Russia pounds Ukraine’s city for 20 hours straight
KYIV: Relentless Russian barrages of drones and missiles pounded on Ukraine’s central-eastern city of Dnipro for 20 hours straight, killing six people and wounding dozens, local authorities said on Saturday.
The attack — the largest ever on the city — began overnight and lasted well into the afternoon, coming in waves that hit homes, businesses and energy infrastructure.
“20 hours... For more than 20 awful hours, the Russians attacked Dnipro in waves. They struck with missiles and drones,” said mayor Borys Filatov, describing it as “the largest-scale attack on Dnipro”.
Rescuers spent hours sifting through debris despite the ongoing strikes, clearing out the rubble of bombed apartment buildings and searching for survivors and bodies, photos from the Ukrainian emergency service showed. One apartment building was struck twice at different times, authorities said.
British fighter jets put on alert after drone crashes in Romania
The attack killed six people and wounded 47. Among the wounded was the mayor’s deputy, who was “nearly killed”, Filatov said. Another six people were wounded in the wider Dnipropetrovsk region.
Strikes also hit the neighbouring Zaporizhzhia region, killing one person and wounding four in a civilian minibus, said regional military administration head Ivan Fedorov.
Ukrainian air force said Russia had launched 619 drones and 47 missiles overnight, adding that most of them had been repelled.
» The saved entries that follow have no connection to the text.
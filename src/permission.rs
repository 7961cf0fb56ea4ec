//! Who may control playback.
//!
//! Permission checks happen at the command surface, before a command
//! reaches the controller. The controller only exposes the level so that
//! surfaces sharing it agree on one answer.

use std::fmt;

use serde::{Deserialize, Serialize};

/// Control levels, from least to most privileged.
#[derive(
    Copy, Clone, Debug, Default, Hash, PartialEq, Eq, PartialOrd, Ord, Serialize, Deserialize,
)]
#[serde(rename_all = "lowercase")]
pub enum PermissionLevel {
    /// May watch but not control.
    Viewer,
    /// May control playback.
    #[default]
    Editor,
    /// May control playback and manage editors.
    Admin,
    /// Owns the session.
    Owner,
}

impl PermissionLevel {
    /// Whether this level may issue playback commands.
    #[must_use]
    pub fn can_control(self) -> bool {
        self >= Self::Editor
    }
}

impl fmt::Display for PermissionLevel {
    fn fmt(&self, f: &mut fmt::Formatter<'_>) -> fmt::Result {
        match self {
            Self::Viewer => write!(f, "viewer"),
            Self::Editor => write!(f, "editor"),
            Self::Admin => write!(f, "admin"),
            Self::Owner => write!(f, "owner"),
        }
    }
}

/// Source of the local player's permission level.
pub trait Permission {
    fn level(&self) -> PermissionLevel;
}

impl Permission for PermissionLevel {
    fn level(&self) -> PermissionLevel {
        *self
    }
}
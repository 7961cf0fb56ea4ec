//! Replicated playback state.
//!
//! A controller keeps two [`PlaybackState`] copies: one it shares with the
//! other peers of the session and one it uses privately while in local
//! mode. [`Scope`] selects which copy is live; [`Scoped`] holds both.
//!
//! The shared copy doubles as the wire form of a state broadcast. It is
//! serialized with `serde`; the player kind travels as its ordinal.

use serde::{Deserialize, Serialize};

use crate::{
    backend::PlayerKind,
    error::{Error, Result},
    repeat::RepeatWindow,
    track::Track,
};

/// Which copy of the playback state is live.
#[derive(Copy, Clone, Debug, Default, PartialEq, Eq, Hash)]
pub enum Scope {
    /// Private to this peer; never broadcast.
    Local,
    /// Replicated across the session; written only by the authority.
    #[default]
    Shared,
}

/// A pair of values, one per [`Scope`].
#[derive(Clone, Debug, Default, PartialEq)]
pub struct Scoped<T> {
    local: T,
    shared: T,
}

impl<T> Scoped<T> {
    pub fn new(local: T, shared: T) -> Self {
        Self { local, shared }
    }

    pub fn get(&self, scope: Scope) -> &T {
        match scope {
            Scope::Local => &self.local,
            Scope::Shared => &self.shared,
        }
    }

    pub fn get_mut(&mut self, scope: Scope) -> &mut T {
        match scope {
            Scope::Local => &mut self.local,
            Scope::Shared => &mut self.shared,
        }
    }
}

/// An authoritative position: media time `time` as of server time `stamp`.
#[derive(Copy, Clone, Debug, Default, PartialEq, Serialize, Deserialize)]
pub struct SyncPoint {
    pub time: f64,
    pub stamp: f64,
}

impl SyncPoint {
    #[must_use]
    pub fn new(time: f64, stamp: f64) -> Self {
        Self { time, stamp }
    }

    /// Media time this sync point predicts for server time `now`.
    ///
    /// Paused playback does not advance; otherwise media time advances at
    /// `speed` times the server clock.
    #[must_use]
    pub fn extrapolate(&self, now: f64, speed: f64, paused: bool) -> f64 {
        if paused {
            self.time
        } else {
            self.time + (now - self.stamp).max(0.0) * speed
        }
    }
}

/// One copy of the replicated playback state.
#[derive(Clone, Debug, PartialEq, Serialize, Deserialize)]
pub struct PlaybackState {
    pub player: PlayerKind,
    #[serde(rename = "loop")]
    pub looping: bool,
    pub paused: bool,
    pub stopped: bool,
    pub speed: f64,
    pub repeat: Option<RepeatWindow>,
    pub sync: SyncPoint,
    pub track: Track,
}

impl Default for PlaybackState {
    fn default() -> Self {
        Self {
            player: PlayerKind::default(),
            looping: false,
            paused: false,
            stopped: true,
            speed: 1.0,
            repeat: None,
            sync: SyncPoint::default(),
            track: Track::default(),
        }
    }
}

impl PlaybackState {
    /// Initial state for a session on `player`.
    #[must_use]
    pub fn new(player: PlayerKind, looping: bool) -> Self {
        Self {
            player,
            looping,
            track: Track::empty(player),
            ..Self::default()
        }
    }

    /// Serializes this state for broadcasting.
    ///
    /// # Errors
    ///
    /// Returns an error if serialization fails.
    pub fn to_json(&self) -> Result<String> {
        serde_json::to_string(self).map_err(Into::into)
    }

    /// Parses and validates a received state broadcast.
    ///
    /// # Errors
    ///
    /// Returns `InvalidArgument` if the payload is malformed or carries a
    /// speed that is not a positive finite number.
    pub fn from_json(json: &str) -> Result<Self> {
        let state: Self = serde_json::from_str(json)?;
        if !state.speed.is_finite() || state.speed <= 0.0 {
            return Err(Error::invalid_argument(format!(
                "received invalid speed {}",
                state.speed
            )));
        }

        Ok(state)
    }
}

#[cfg(test)]
mod tests {
    use super::*;

    #[test]
    fn defaults() {
        let state = PlaybackState::new(PlayerKind::Stream, true);
        assert!(state.stopped);
        assert!(!state.paused);
        assert!(state.looping);
        assert!(state.repeat.is_none());
        assert!((state.speed - 1.0).abs() < f64::EPSILON);
        assert_eq!(state.track, Track::empty(PlayerKind::Stream));
    }

    #[test]
    fn extrapolation() {
        let point = SyncPoint::new(10.0, 100.0);
        assert!((point.extrapolate(104.0, 1.0, false) - 14.0).abs() < 1e-9);
        assert!((point.extrapolate(104.0, 2.0, false) - 18.0).abs() < 1e-9);
        assert!((point.extrapolate(104.0, 2.0, true) - 10.0).abs() < 1e-9);
        // A stamp from the future never moves the target backwards.
        assert!((point.extrapolate(99.0, 1.0, false) - 10.0).abs() < 1e-9);
    }

    #[test]
    fn wire_format() {
        let mut state = PlaybackState::new(PlayerKind::Stream, false);
        state.repeat = Some(RepeatWindow::new(1.0, 2.0).unwrap());
        let json = state.to_json().unwrap();
        assert!(json.contains(r#""player":1"#));
        assert!(json.contains(r#""loop":false"#));
        assert_eq!(PlaybackState::from_json(&json).unwrap(), state);
    }

    #[test]
    fn rejects_invalid_speed() {
        let mut state = PlaybackState::default();
        state.speed = 0.0;
        let json = state.to_json().unwrap();
        assert!(PlaybackState::from_json(&json).is_err());
    }

    #[test]
    fn scoped_copies_are_independent() {
        let mut scoped = Scoped::new(1, 2);
        *scoped.get_mut(Scope::Local) += 10;
        assert_eq!(*scoped.get(Scope::Local), 11);
        assert_eq!(*scoped.get(Scope::Shared), 2);
    }
}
Russia has recently shifted from previously mostly nightly air raids to longer, periodic strikes that begin overnight and continue well into the daytime.
‘Massive strike’
Russia’s defence ministry said it had “launched a massive strike” on Ukrainian military targets over the past 24 hours. Moscow denies having targeted civilians throughout the four-year war. Following the barrage, a drone crashed in Romania, a Nato and EU country bordering Ukraine, local authorities said. More than 200 people were evacuated as a precaution, and British fighter jets stationed in Romania were scrambled.
Ukrainian President Volodymyr Zelensky, on a visit to Azerbaijan, called for a stronger international response to Russia’s attacks.
“It is important that the world does not remain silent about what is happening and that this Russian war in Europe is not overshadowed by the war in Iran,” he said on social media. “We count on the timely implementation of each of our political agreements to strengthen air defence,” he added.
The industrial hub of Dnipropetrovsk lies more than 100 kilometres (60 miles) from the front line, which snakes through eastern and southern Ukraine.
Russian troops have captured a sliver of territory in the wider Dnipropetrovsk region, which is not one of the four Ukrainian regions that Moscow claimed to have annexed after its invasion.